Though its students score abysmally on state reading and math tests, and though classroom management appears to be severely lacking, the Highland Park City school district still may be the best available alternative for some Detroit-area students.
State data showing what districts students are choosing to leave and where they are going reveals that many students from Detroit are choosing Highland Park.
This is not evidence that the Highland Park district is successful; in fact, a recent suit by the American Civil Liberties Union suggests that it has severe shortcomings. Unfortunately, the students from Detroit choosing Highland Park have limited choices.
If a school district elects to participate in the “schools of choice” program, students from other districts can choose to attend one of its schools (and the enrolling district receives funding on their behalf).

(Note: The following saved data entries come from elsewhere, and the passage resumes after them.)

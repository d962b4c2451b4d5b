pub mod method_not_allowed;
pub mod rate_limit;
pub mod security_headers;
pub mod tracing;
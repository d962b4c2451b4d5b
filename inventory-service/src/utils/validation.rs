use axum::{
    Json,
    extract::{FromRequest, Request},
    http::StatusCode,
    response::{IntoResponse, Response},
};
use serde::de::DeserializeOwned;
use service_core::error::AppError;
use validator::Validate;

use crate::dtos::ErrorResponse;

/// JSON extractor that also runs `validator` rules. Both parse and
/// validation failures answer 400 with the error envelope.
pub struct ValidatedJson<T>(pub T);

#[axum::async_trait]
impl<T, S> FromRequest<S> for ValidatedJson<T>
where
    T: DeserializeOwned + Validate,
    S: Send + Sync,
{
    type Rejection = Response;

    async fn from_request(req: Request, state: &S) -> Result<Self, Self::Rejection> {
        let Json(value) = Json::<T>::from_request(req, state).await.map_err(|err| {
            (
                StatusCode::BAD_REQUEST,
                Json(ErrorResponse {
                    error: format!("Json parse error: {}", err.body_text()),
                    details: None,
                }),
            )
                .into_response()
        })?;

        value
            .validate()
            .map_err(|err| AppError::ValidationError(err).into_response())?;

        Ok(ValidatedJson(value))
    }
}
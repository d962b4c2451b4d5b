use axum::{
    Json,
    body::Bytes,
    extract::State,
    http::{HeaderMap, StatusCode, header},
    response::IntoResponse,
};
use axum_extra::extract::cookie::CookieJar;
use secrecy::ExposeSecret;
use service_core::error::AppError;
use subtle::ConstantTimeEq;
use uuid::{Uuid, uuid};
use validator::Validate;

use crate::AppState;
use crate::dtos::auth::{LoginRequest, WhoamiResponse};
use crate::middleware::CurrentSession;

// Single-user deployment: the user id is fixed and only the household is
// looked up. The placeholder household covers bootstrap before the row
// exists.
const SINGLE_USER_ID: Uuid = uuid!("00000000-0000-0000-0000-000000000001");
const PLACEHOLDER_HOUSEHOLD_ID: Uuid = uuid!("00000000-0000-0000-0000-0000000000aa");

/// POST /api/auth/login
///
/// Accepts JSON or a URL-encoded form. On success answers 204 with the
/// session cookie; any credential failure answers the same 401.
pub async fn login(
    State(state): State<AppState>,
    headers: HeaderMap,
    body: Bytes,
) -> Result<impl IntoResponse, AppError> {
    let request = parse_login_body(&headers, &body)?;
    request.validate()?;

    let email_ok = state
        .config
        .login
        .allowed_emails
        .iter()
        .any(|allowed| allowed == &request.email);

    let expected = state.config.login.passphrase.expose_secret();
    let pass_ok = !expected.is_empty()
        && bool::from(request.passphrase.as_bytes().ct_eq(expected.as_bytes()));

    if !email_ok || !pass_ok {
        tracing::debug!(email_ok, "Login rejected");
        return Err(AppError::AuthError(anyhow::anyhow!("Invalid credentials")));
    }

    let household_id = match state
        .db
        .find_household_by_slug(&state.config.login.household_slug)
        .await
    {
        Ok(Some(household)) => household.id,
        Ok(None) => {
            tracing::warn!(
                slug = %state.config.login.household_slug,
                "Household not found, using placeholder id"
            );
            PLACEHOLDER_HOUSEHOLD_ID
        }
        Err(err) => {
            tracing::warn!(error = %err, "Household lookup failed, using placeholder id");
            PLACEHOLDER_HOUSEHOLD_ID
        }
    };

    let token = state
        .sessions
        .issue(SINGLE_USER_ID, household_id, &request.email)?;
    let jar = CookieJar::new().add(state.sessions.cookie(token));

    tracing::info!(household_id = %household_id, "Login succeeded");
    Ok((StatusCode::NO_CONTENT, jar))
}

fn parse_login_body(headers: &HeaderMap, body: &Bytes) -> Result<LoginRequest, AppError> {
    let content_type = headers
        .get(header::CONTENT_TYPE)
        .and_then(|v| v.to_str().ok())
        .unwrap_or("");

    if content_type.starts_with("application/json") {
        serde_json::from_slice(body)
            .map_err(|e| AppError::BadRequest(anyhow::anyhow!("Json parse error: {}", e)))
    } else {
        serde_urlencoded::from_bytes(body)
            .map_err(|e| AppError::BadRequest(anyhow::anyhow!("Form parse error: {}", e)))
    }
}

/// POST /api/auth/logout
///
/// Sessionless on purpose: an expired session must still be clearable.
pub async fn logout(State(state): State<AppState>) -> impl IntoResponse {
    let jar = CookieJar::new().add(state.sessions.clear_cookie());
    (StatusCode::NO_CONTENT, jar)
}

/// GET /api/auth/whoami
pub async fn whoami(CurrentSession(session): CurrentSession) -> Json<WhoamiResponse> {
    Json(session.into())
}
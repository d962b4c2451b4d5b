use axum::{
    Json,
    extract::{Path, Query, State},
    http::StatusCode,
};
use service_core::error::AppError;
use uuid::Uuid;

use crate::AppState;
use crate::dtos::task::{TaskListQuery, UpsertTaskRequest};
use crate::middleware::CurrentSession;
use crate::models::Task;
use crate::utils::ValidatedJson;

/// GET /api/tasks?room_id=
pub async fn list_tasks(
    State(state): State<AppState>,
    CurrentSession(session): CurrentSession,
    Query(query): Query<TaskListQuery>,
) -> Result<Json<Vec<Task>>, AppError> {
    let tasks = state
        .db
        .list_tasks(session.household_id, query.room_id)
        .await?;
    Ok(Json(tasks))
}

/// POST /api/tasks
///
/// Creates when `id` is absent, otherwise patches the addressed row.
pub async fn upsert_task(
    State(state): State<AppState>,
    CurrentSession(session): CurrentSession,
    ValidatedJson(request): ValidatedJson<UpsertTaskRequest>,
) -> Result<StatusCode, AppError> {
    match request.id {
        Some(id) => {
            let updated = state
                .db
                .update_task(session.household_id, id, &request)
                .await?;
            if !updated {
                return Err(AppError::NotFound(anyhow::anyhow!("Not found")));
            }
        }
        None => state.db.insert_task(session.household_id, &request).await?,
    }
    Ok(StatusCode::NO_CONTENT)
}

/// DELETE /api/tasks/:id
///
/// Idempotent: deleting an id that is already gone still answers 204.
pub async fn delete_task(
    State(state): State<AppState>,
    CurrentSession(session): CurrentSession,
    Path(id): Path<Uuid>,
) -> Result<StatusCode, AppError> {
    let deleted = state.db.delete_task(session.household_id, id).await?;
    if deleted == 0 {
        tracing::debug!(task_id = %id, "Delete matched no task");
    }
    Ok(StatusCode::NO_CONTENT)
}
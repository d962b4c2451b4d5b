use axum::{
    Json,
    http::StatusCode,
    response::{IntoResponse, Response},
};
use serde::Serialize;
use thiserror::Error;

#[derive(Debug, Error)]
pub enum AppError {
    #[error("Validation error: {0}")]
    ValidationError(#[from] validator::ValidationErrors),

    #[error("Bad request: {0}")]
    BadRequest(anyhow::Error),

    #[error("Not found: {0}")]
    NotFound(anyhow::Error),

    #[error("Forbidden: {0}")]
    Forbidden(anyhow::Error),

    #[error("Authentication error: {0}")]
    AuthError(anyhow::Error),

    #[error("Payload too large: {0}")]
    PayloadTooLarge(String),

    #[error("Too many requests: {0}")]
    TooManyRequests(String, Option<u64>),

    /// Upstream API answered with a non-success status; the status and body
    /// are forwarded to the client as-is.
    #[error("Upstream error ({0}): {1}")]
    Upstream(u16, String),

    #[error("{0}")]
    BadGateway(String),

    #[error("Service Unavailable")]
    ServiceUnavailable,

    #[error("Database error: {0}")]
    DatabaseError(anyhow::Error),

    #[error("Configuration error: {0}")]
    ConfigError(anyhow::Error),

    #[error("Internal server error: {0}")]
    InternalError(#[from] anyhow::Error),
}

impl From<config::ConfigError> for AppError {
    fn from(err: config::ConfigError) -> Self {
        AppError::ConfigError(anyhow::Error::new(err))
    }
}

impl From<std::io::Error> for AppError {
    fn from(err: std::io::Error) -> Self {
        AppError::InternalError(anyhow::Error::new(err))
    }
}

impl IntoResponse for AppError {
    fn into_response(self) -> Response {
        #[derive(Serialize)]
        struct ErrorResponse {
            error: String,
            #[serde(skip_serializing_if = "Option::is_none")]
            details: Option<String>,
        }

        let (status, error_message, details, retry_after) = match self {
            AppError::ValidationError(err) => (
                StatusCode::BAD_REQUEST,
                "Validation error".to_string(),
                Some(err.to_string()),
                None,
            ),
            AppError::BadRequest(err) => (StatusCode::BAD_REQUEST, err.to_string(), None, None),
            AppError::NotFound(err) => (StatusCode::NOT_FOUND, err.to_string(), None, None),
            AppError::Forbidden(err) => (StatusCode::FORBIDDEN, err.to_string(), None, None),
            AppError::AuthError(err) => (StatusCode::UNAUTHORIZED, err.to_string(), None, None),
            AppError::PayloadTooLarge(msg) => (StatusCode::PAYLOAD_TOO_LARGE, msg, None, None),
            AppError::TooManyRequests(msg, retry) => {
                (StatusCode::TOO_MANY_REQUESTS, msg, None, retry)
            }
            AppError::Upstream(code, msg) => (
                StatusCode::from_u16(code).unwrap_or(StatusCode::BAD_GATEWAY),
                msg,
                None,
                None,
            ),
            AppError::BadGateway(msg) => (StatusCode::BAD_GATEWAY, msg, None, None),
            AppError::ServiceUnavailable => (
                StatusCode::SERVICE_UNAVAILABLE,
                "Service unavailable".to_string(),
                None,
                None,
            ),
            AppError::DatabaseError(err) => (
                StatusCode::INTERNAL_SERVER_ERROR,
                "Database error".to_string(),
                Some(err.to_string()),
                None,
            ),
            AppError::ConfigError(err) => (
                StatusCode::INTERNAL_SERVER_ERROR,
                "Configuration error".to_string(),
                Some(err.to_string()),
                None,
            ),
            AppError::InternalError(err) => (
                StatusCode::INTERNAL_SERVER_ERROR,
                "Internal server error".to_string(),
                Some(err.to_string()),
                None,
            ),
        };

        let mut res = (
            status,
            Json(ErrorResponse {
                error: error_message,
                details,
            }),
        )
            .into_response();

        if let Some(retry) = retry_after {
            res.headers_mut()
                .insert(axum::http::header::RETRY_AFTER, retry.into());
        }

        res
    }
}

#[cfg(test)]
mod tests {
    use super::*;

    #[test]
    fn too_many_requests_carries_retry_after() {
        let res =
            AppError::TooManyRequests("Too Many Requests".to_string(), Some(60)).into_response();
        assert_eq!(res.status(), StatusCode::TOO_MANY_REQUESTS);
        assert_eq!(
            res.headers().get(axum::http::header::RETRY_AFTER).unwrap(),
            "60"
        );
    }

    #[test]
    fn upstream_status_passes_through() {
        let res = AppError::Upstream(429, "rate limited".to_string()).into_response();
        assert_eq!(res.status(), StatusCode::TOO_MANY_REQUESTS);

        let res = AppError::Upstream(503, "overloaded".to_string()).into_response();
        assert_eq!(res.status(), StatusCode::SERVICE_UNAVAILABLE);
    }

    #[test]
    fn invalid_upstream_status_becomes_bad_gateway() {
        let res = AppError::Upstream(42, "nonsense".to_string()).into_response();
        assert_eq!(res.status(), StatusCode::BAD_GATEWAY);
    }

    #[test]
    fn auth_error_is_unauthorized() {
        let res = AppError::AuthError(anyhow::anyhow!("Unauthorized")).into_response();
        assert_eq!(res.status(), StatusCode::UNAUTHORIZED);
    }
}
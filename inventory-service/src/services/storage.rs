//! Client for the hosted object-storage API. Objects themselves never flow
//! through this service; it only mints short-lived signed URLs.

use secrecy::{ExposeSecret, SecretString};
use serde::{Deserialize, Serialize};
use service_core::error::AppError;

use crate::config::StorageConfig;

pub const PHOTOS_BUCKET: &str = "photos";
pub const DOCS_BUCKET: &str = "docs";

#[derive(Clone)]
pub struct StorageClient {
    http: reqwest::Client,
    base_url: String,
    service_key: SecretString,
    signed_url_ttl_secs: u32,
}

#[derive(Serialize)]
struct SignRequest {
    #[serde(rename = "expiresIn")]
    expires_in: u32,
}

#[derive(Deserialize)]
struct SignResponse {
    #[serde(rename = "signedURL")]
    signed_url: String,
}

#[derive(Deserialize)]
struct UploadSignResponse {
    url: String,
}

/// A one-shot upload slot: the URL to PUT to and its bearer token.
#[derive(Debug, Clone)]
pub struct SignedUpload {
    pub signed_url: String,
    pub token: String,
}

impl StorageClient {
    pub fn new(config: &StorageConfig) -> Result<Self, AppError> {
        let http = reqwest::Client::builder().build().map_err(|e| {
            AppError::ConfigError(anyhow::anyhow!("Failed to create HTTP client: {}", e))
        })?;

        Ok(Self {
            http,
            base_url: config.url.trim_end_matches('/').to_string(),
            service_key: config.service_key.clone(),
            signed_url_ttl_secs: config.signed_url_ttl_secs,
        })
    }

    /// Short-lived download URL for one object.
    pub async fn create_signed_url(&self, bucket: &str, path: &str) -> Result<String, AppError> {
        let url = format!(
            "{}/storage/v1/object/sign/{}/{}",
            self.base_url, bucket, path
        );
        let response = self
            .http
            .post(&url)
            .bearer_auth(self.service_key.expose_secret())
            .json(&SignRequest {
                expires_in: self.signed_url_ttl_secs,
            })
            .send()
            .await
            .map_err(|e| AppError::InternalError(anyhow::anyhow!("Storage request failed: {}", e)))?;

        let status = response.status();
        if !status.is_success() {
            let body = response.text().await.unwrap_or_default();
            return Err(AppError::InternalError(anyhow::anyhow!(
                "Storage sign failed ({}): {}",
                status.as_u16(),
                body
            )));
        }

        let data: SignResponse = response.json().await.map_err(|e| {
            AppError::InternalError(anyhow::anyhow!("Invalid storage response: {}", e))
        })?;
        Ok(format!("{}/storage/v1{}", self.base_url, data.signed_url))
    }

    /// Signed upload slot the client PUTs the object to directly.
    pub async fn create_signed_upload_url(
        &self,
        bucket: &str,
        path: &str,
    ) -> Result<SignedUpload, AppError> {
        let url = format!(
            "{}/storage/v1/object/upload/sign/{}/{}",
            self.base_url, bucket, path
        );
        let response = self
            .http
            .post(&url)
            .bearer_auth(self.service_key.expose_secret())
            .json(&serde_json::json!({}))
            .send()
            .await
            .map_err(|e| AppError::InternalError(anyhow::anyhow!("Storage request failed: {}", e)))?;

        let status = response.status();
        if !status.is_success() {
            let body = response.text().await.unwrap_or_default();
            return Err(AppError::InternalError(anyhow::anyhow!(
                "Storage upload sign failed ({}): {}",
                status.as_u16(),
                body
            )));
        }

        let data: UploadSignResponse = response.json().await.map_err(|e| {
            AppError::InternalError(anyhow::anyhow!("Invalid storage response: {}", e))
        })?;

        // The token rides in the returned URL's query string.
        let token = data
            .url
            .split_once("token=")
            .map(|(_, token)| token.to_string())
            .unwrap_or_default();

        Ok(SignedUpload {
            signed_url: format!("{}/storage/v1{}", self.base_url, data.url),
            token,
        })
    }
}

Highland Park offers nonresident students that option, and during the 2011-12 school year, nearly 340 of them (representing more than a third of the district's total enrollment) chose to enroll in the Highland Park district. All but eight of those students came from Detroit Public Schools.
The map below shows the school districts surrounding DPS. Districts that have enrolled students who reside in DPS are shown in varying shades of green (the darkest shade indicates that more than 800 DPS students chose to enroll in that district and the lightest shade indicates that one to 15 DPS students chose to enroll in that district). The Detroit school district is shown in red and the Highland Park district is outlined in black.

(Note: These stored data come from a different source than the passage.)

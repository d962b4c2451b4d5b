//! All PostgreSQL access. Every query that touches household data binds the
//! session's household id; the tenant is never taken from request input.

use chrono::NaiveDate;
use serde_json::Value;
use service_core::error::AppError;
use sqlx::{FromRow, PgPool};
use uuid::Uuid;

use crate::dtos::room::UpsertRoomRequest;
use crate::dtos::shopping::{ResetScope, ShoppingListItemInput};
use crate::dtos::task::UpsertTaskRequest;
use crate::models::{
    Asset, AssetValue, Document, Household, PhotoRef, Room, RoomHeader, RoomPhoto, RoomTocEntry,
    SharedList, SharedListItem, ShoppingItemMeta, ShoppingItemRef, ShoppingList,
    ShoppingListCreated, ShoppingListHeader, ShoppingListItem, Task,
};

#[derive(Clone)]
pub struct Database {
    pool: PgPool,
}

#[derive(FromRow)]
struct ScanCacheRow {
    items: Value,
}

#[derive(FromRow)]
struct IdRow {
    id: Uuid,
}
pub mod auth;

pub use auth::{CurrentSession, session_middleware};
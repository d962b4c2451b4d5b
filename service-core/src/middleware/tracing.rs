use axum::http::HeaderValue;
use axum::{extract::Request, middleware::Next, response::Response};
use uuid::Uuid;

pub const REQUEST_ID_HEADER: &str = "x-request-id";

/// Assigns each request an id (honoring one supplied by the caller) and
/// echoes it on the response so log lines can be tied to a client report.
pub async fn request_id_middleware(mut req: Request, next: Next) -> Response {
    let request_id = req
        .headers()
        .get(REQUEST_ID_HEADER)
        .and_then(|h| h.to_str().ok())
        .map(|s| s.to_string())
        .unwrap_or_else(|| Uuid::new_v4().to_string());

    if let Ok(header_value) = HeaderValue::from_str(&request_id) {
        req.headers_mut().insert(REQUEST_ID_HEADER, header_value);
    }

    let mut response = next.run(req).await;

    if let Ok(header_value) = HeaderValue::from_str(&request_id) {
        response
            .headers_mut()
            .insert(REQUEST_ID_HEADER, header_value);
    }

    response
}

Districts either not offering choice or offering choice but not receiving DPS students are shown in white.
Highland Park took a large share of DPS students, but so did the districts of Oak Park (1,550 full-time DPS students) Clintondale, (1,121), Inkster (797), Ferndale (479), Westwood (471), Dearborn (431), Hamtramck (356), and Melvindale-North Allen (351).
Districts sharing a border with the Detroit district, but not enrolling DPS students during the 2012-13 school year include Southfield, Hazel Park, Van Dyke, Grosse Pointe, and Dearborn.

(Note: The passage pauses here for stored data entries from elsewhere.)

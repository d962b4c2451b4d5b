use secrecy::{ExposeSecret, SecretString};
use service_core::config::Config;
use service_core::error::AppError;
use std::env;
use std::str::FromStr;

#[derive(Debug, Clone, PartialEq)]
pub enum Environment {
    Dev,
    Prod,
}

impl FromStr for Environment {
    type Err = AppError;

    fn from_str(s: &str) -> Result<Self, Self::Err> {
        match s.to_lowercase().as_str() {
            "dev" | "development" => Ok(Environment::Dev),
            "prod" | "production" => Ok(Environment::Prod),
            _ => Err(AppError::ConfigError(anyhow::anyhow!(
                "Invalid environment: {}. Must be dev or prod",
                s
            ))),
        }
    }
}

#[derive(Debug, Clone)]
pub struct DatabaseConfig {
    pub url: String,
    pub max_connections: u32,
    pub min_connections: u32,
}

#[derive(Debug, Clone)]
pub struct StorageConfig {
    pub url: String,
    pub service_key: SecretString,
    pub signed_url_ttl_secs: u32,
}

#[derive(Debug, Clone)]
pub struct OpenAiConfig {
    pub api_key: SecretString,
    pub base_url: String,
    pub nlp_model: String,
    pub vision_model: String,
    pub transcribe_model: String,
    /// Per-request timeout for text completions.
    pub text_timeout_ms: u64,
    /// Per-request timeout for vision and transcription calls.
    pub media_timeout_ms: u64,
    pub stt_max_bytes: usize,
}

#[derive(Debug, Clone)]
pub struct SessionConfig {
    pub jwt_secret: SecretString,
    pub ttl_hours: i64,
}

#[derive(Debug, Clone)]
pub struct LoginConfig {
    pub allowed_emails: Vec<String>,
    pub passphrase: SecretString,
    pub household_slug: String,
}

#[derive(Debug, Clone)]
pub struct RateLimitConfig {
    pub nlp_per_minute: u32,
    pub scan_per_minute: u32,
    pub stt_per_minute: u32,
}

#[derive(Debug, Clone)]
pub struct FeatureFlags {
    pub scan_cache: bool,
}

#[derive(Debug, Clone)]
pub struct SecurityConfig {
    pub allowed_origins: Vec<String>,
}

#[derive(Debug, Clone)]
pub struct InventoryConfig {
    pub common: Config,
    pub environment: Environment,
    pub service_name: String,
    pub service_version: String,
    pub log_level: String,
    pub database: DatabaseConfig,
    pub storage: StorageConfig,
    pub openai: OpenAiConfig,
    pub session: SessionConfig,
    pub login: LoginConfig,
    pub rate_limit: RateLimitConfig,
    pub features: FeatureFlags,
    pub security: SecurityConfig,
}

impl InventoryConfig {
    pub fn from_env() -> Result<Self, AppError> {
        let common = Config::load()?;

        let environment = get_env("ENVIRONMENT", Some("dev"), false)?.parse::<Environment>()?;
        let is_prod = environment == Environment::Prod;

        // OPENAI_TIMEOUT_MS overrides both profiles; the defaults differ.
        let timeout_override = env::var("OPENAI_TIMEOUT_MS")
            .ok()
            .and_then(|v| v.parse::<u64>().ok());

        let config = Self {
            common,
            environment,
            service_name: get_env("SERVICE_NAME", Some("inventory-service"), false)?,
            service_version: get_env("SERVICE_VERSION", Some(env!("CARGO_PKG_VERSION")), false)?,
            log_level: get_env("LOG_LEVEL", Some("info"), false)?,
            database: DatabaseConfig {
                url: get_env(
                    "DATABASE_URL",
                    Some("postgres://localhost:5432/inventory"),
                    is_prod,
                )?,
                max_connections: get_env_parse("DATABASE_MAX_CONNECTIONS", 10)?,
                min_connections: get_env_parse("DATABASE_MIN_CONNECTIONS", 1)?,
            },
            storage: StorageConfig {
                url: get_env("STORAGE_URL", Some("http://localhost:54321"), is_prod)?,
                service_key: SecretString::new(get_env(
                    "STORAGE_SERVICE_KEY",
                    Some("dev-service-key"),
                    is_prod,
                )?),
                signed_url_ttl_secs: get_env_parse("STORAGE_SIGNED_URL_TTL_SECS", 300)?,
            },
            openai: OpenAiConfig {
                api_key: SecretString::new(get_env(
                    "OPENAI_API_KEY",
                    Some("dev-openai-key"),
                    is_prod,
                )?),
                base_url: get_env("OPENAI_BASE_URL", Some("https://api.openai.com/v1"), false)?,
                nlp_model: get_env("OPENAI_NLP_MODEL", Some("gpt-4o-mini"), false)?,
                vision_model: get_env("OPENAI_VISION_MODEL", Some("gpt-4o-mini"), false)?,
                transcribe_model: get_env(
                    "OPENAI_TRANSCRIBE_MODEL",
                    Some("gpt-4o-mini-transcribe"),
                    false,
                )?,
                text_timeout_ms: timeout_override.unwrap_or(15_000),
                media_timeout_ms: timeout_override.unwrap_or(20_000),
                stt_max_bytes: get_env_parse("STT_MAX_BYTES", 10_000_000)?,
            },
            session: SessionConfig {
                jwt_secret: SecretString::new(get_env(
                    "JWT_SECRET",
                    Some("dev-session-secret-change-me"),
                    is_prod,
                )?),
                ttl_hours: get_env_parse("SESSION_TTL_HOURS", 12)?,
            },
            login: LoginConfig {
                allowed_emails: split_email_list(&get_env("ALLOWED_EMAILS", Some(""), is_prod)?),
                passphrase: SecretString::new(get_env("LOGIN_PASSPHRASE", Some(""), is_prod)?),
                household_slug: get_env("HOUSEHOLD_SLUG", Some("old-rectory"), false)?,
            },
            rate_limit: RateLimitConfig {
                nlp_per_minute: get_env_parse("RATE_LIMIT_NLP_PER_MINUTE", 10)?,
                scan_per_minute: get_env_parse("RATE_LIMIT_SCAN_PER_MINUTE", 5)?,
                stt_per_minute: get_env_parse("RATE_LIMIT_STT_PER_MINUTE", 10)?,
            },
            features: FeatureFlags {
                scan_cache: parse_flag("FEATURE_SCAN_CACHE", true),
            },
            security: SecurityConfig {
                allowed_origins: get_env("ALLOWED_ORIGINS", Some("http://localhost:8888"), false)?
                    .split(',')
                    .map(|s| s.trim().to_string())
                    .filter(|s| !s.is_empty())
                    .collect(),
            },
        };

        config.validate()?;
        Ok(config)
    }

    pub fn validate(&self) -> Result<(), AppError> {
        if self.session.ttl_hours <= 0 {
            return Err(AppError::ConfigError(anyhow::anyhow!(
                "SESSION_TTL_HOURS must be positive"
            )));
        }
        if self.rate_limit.nlp_per_minute == 0
            || self.rate_limit.scan_per_minute == 0
            || self.rate_limit.stt_per_minute == 0
        {
            return Err(AppError::ConfigError(anyhow::anyhow!(
                "Rate limits must be at least 1 per minute"
            )));
        }
        if self.openai.stt_max_bytes == 0 {
            return Err(AppError::ConfigError(anyhow::anyhow!(
                "STT_MAX_BYTES must be positive"
            )));
        }
        if self.environment == Environment::Prod {
            if self.session.jwt_secret.expose_secret().len() < 32 {
                return Err(AppError::ConfigError(anyhow::anyhow!(
                    "JWT_SECRET must be at least 32 characters in production"
                )));
            }
            if self.security.allowed_origins.iter().any(|o| o == "*") {
                return Err(AppError::ConfigError(anyhow::anyhow!(
                    "Wildcard ALLOWED_ORIGINS is not permitted in production"
                )));
            }
        }
        Ok(())
    }
}

/// Reads an environment variable. A missing variable falls back to the
/// default in dev and is an error in prod when no default is acceptable.
fn get_env(key: &str, default: Option<&str>, required: bool) -> Result<String, AppError> {
    match env::var(key) {
        Ok(value) if !value.is_empty() => Ok(value),
        _ => {
            if required {
                return Err(AppError::ConfigError(anyhow::anyhow!(
                    "Missing required environment variable: {}",
                    key
                )));
            }
            default.map(|d| d.to_string()).ok_or_else(|| {
                AppError::ConfigError(anyhow::anyhow!(
                    "Missing environment variable: {}",
                    key
                ))
            })
        }
    }
}

fn get_env_parse<T>(key: &str, default: T) -> Result<T, AppError>
where
    T: FromStr,
{
    match env::var(key) {
        Ok(value) if !value.is_empty() => value.parse::<T>().map_err(|_| {
            AppError::ConfigError(anyhow::anyhow!("Invalid value for {}: {}", key, value))
        }),
        _ => Ok(default),
    }
}

/// Boolean feature flags accept "true" or "1", case-insensitively.
fn parse_flag(key: &str, default_val: bool) -> bool {
    match env::var(key) {
        Ok(value) => {
            let value = value.to_lowercase();
            value == "true" || value == "1"
        }
        Err(_) => default_val,
    }
}

/// Allow-list entries may be separated by commas or whitespace.
fn split_email_list(raw: &str) -> Vec<String> {
    raw.split(|c: char| c == ',' || c.is_whitespace())
        .filter(|s| !s.is_empty())
        .map(|s| s.to_string())
        .collect()
}

#[cfg(test)]
mod tests {
    use super::*;

    #[test]
    fn get_env_returns_value_when_present() {
        env::set_var("INVENTORY_TEST_GET_ENV", "present");
        assert_eq!(
            get_env("INVENTORY_TEST_GET_ENV", Some("fallback"), false).unwrap(),
            "present"
        );
        env::remove_var("INVENTORY_TEST_GET_ENV");
    }

    #[test]
    fn get_env_falls_back_to_default() {
        assert_eq!(
            get_env("INVENTORY_TEST_MISSING_VAR", Some("fallback"), false).unwrap(),
            "fallback"
        );
    }

    #[test]
    fn get_env_errors_when_required_and_missing() {
        let err = get_env("INVENTORY_TEST_REQUIRED_VAR", Some("fallback"), true);
        assert!(err.is_err());
    }

    #[test]
    fn parse_flag_accepts_true_and_one() {
        env::set_var("INVENTORY_TEST_FLAG_TRUE", "TRUE");
        env::set_var("INVENTORY_TEST_FLAG_ONE", "1");
        env::set_var("INVENTORY_TEST_FLAG_OFF", "false");
        assert!(parse_flag("INVENTORY_TEST_FLAG_TRUE", false));
        assert!(parse_flag("INVENTORY_TEST_FLAG_ONE", false));
        assert!(!parse_flag("INVENTORY_TEST_FLAG_OFF", true));
        assert!(parse_flag("INVENTORY_TEST_FLAG_UNSET", true));
        env::remove_var("INVENTORY_TEST_FLAG_TRUE");
        env::remove_var("INVENTORY_TEST_FLAG_ONE");
        env::remove_var("INVENTORY_TEST_FLAG_OFF");
    }

    #[test]
    fn email_list_splits_on_commas_and_whitespace() {
        let list = split_email_list("a@example.com, b@example.com\nc@example.com");
        assert_eq!(
            list,
            vec!["a@example.com", "b@example.com", "c@example.com"]
        );
        assert!(split_email_list("").is_empty());
    }

    #[test]
    fn environment_parses_aliases() {
        assert_eq!(
            "production".parse::<Environment>().unwrap(),
            Environment::Prod
        );
        assert_eq!("dev".parse::<Environment>().unwrap(), Environment::Dev);
        assert!("staging".parse::<Environment>().is_err());
    }
}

It is true that some students in Highland Park chose to leave (some even for DPS), but on balance, nearly 50 percent more nonresident students chose to enroll in the district than resident students chose to leave it.
For many parents, it appears that Highland Park is generally preferable to DPS. Though student choice counts indicate parental preference, they can't tell us why students are choosing Highland Park. Some may think it is a better choice academically, while others may value other characteristics, such as perceived safety.
More than 7,600 full-time students left DPS for other schools in conventional school districts during the 2011-12 school year. An astounding number — 46,800— of full-time students left for area public charter schools. Students leaving for Highland Park may be an indication that there still is not enough choice available for Detroit students.
It is disappointing that school quality in the Detroit area has deteriorated to the point where a district with just 35 percent of fourth grade students and 25 percent of seventh grade students scoring "proficient" on state reading tests looks like the most attractive available option. But this is the sad reality when many DPS schools report even lower reading proficiency rates.
Further school choice is needed for Detroit students, be it more district participation in schools-of-choice, expansion of virtual and charter schools, or education finance reform that allows state aid to more easily follow a student to the school of his or her choice.